Um tribunal criminal de Dubai condenou uma mulher acusada de substituir secretamente a carteira de hardware de um investidor durante uma reunião, permitindo o roubo das criptomoedas do titular; ela recebeu uma pena de dois meses de prisão e uma ordem de deportação. Uma decisão civil posteriormente determinou o pagamento de uma indenização de Dh4,3 milhões (cerca de US$ 1,17 milhão), destacando a forma como os tribunais dos Emirados Árabes Unidos tratam as criptomoedas como propriedade financeira protegida.
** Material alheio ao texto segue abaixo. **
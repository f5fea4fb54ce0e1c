//! Layout document export.
//!
//! Serializes a processed [`Document`] back to the layout markup dialect.
//! Untouched attributes keep their original escaped text; element order and
//! attribute order are preserved.

pub(crate) mod document_writer;

use crate::error::Result;
use crate::types::{Document, ProcessReport};

/// Serialize a document to text ready to be written or printed.
///
/// # Errors
/// Returns an error if the XML writer fails or a node holds invalid markup.
pub fn write_document(document: &Document) -> Result<String> {
    document_writer::write_document_xml(document)
}

/// Serialize processing reports as pretty-printed JSON.
///
/// # Errors
/// Returns an error if serialization fails.
pub fn reports_to_json(reports: &[ProcessReport]) -> Result<String> {
    Ok(serde_json::to_string_pretty(reports)?)
}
Um tribunal penal de Dubai considerou uma mulher culpada de supostamente trocar a carteira de hardware de criptomoedas de um investidor durante uma reunião profissional, permitindo-lhe roubar as participações de criptomoedas da vítima, segundo a mídia regional. O tribunal condenou a ré a dois meses de prisão e ordenou sua deportação após o cumprimento da pena. Posteriormente, um tribunal civil concedeu à vítima aproximadamente Dh4,3 milhões em indenização, quase US$1,17 milhão, concluindo que a perda constituía propriedade financeira protegida pela lei dos Emirados Árabes Unidos. As autoridades destacaram que medidas penais e civis estão sendo usadas para abordar furtos de criptoativos e para esclarecer as proteções legais para ativos digitais. Promotores e juízes basearam-se em perícia de dispositivos, depoimentos de testemunhas e rastros transacionais na blockchain para ligar a acusada à apropriação indevida e às transferências subsequentes dos fundos. O caso tem sido citado na cobertura como evidência do crescente reconhecimento judicial dos direitos sobre ativos cripto na região e como um sinal de que os tribunais perseguirão tanto penas privativas de liberdade quanto restituição monetária para deter furtos envolvendo carteiras de hardware por meios físicos e de engenharia social.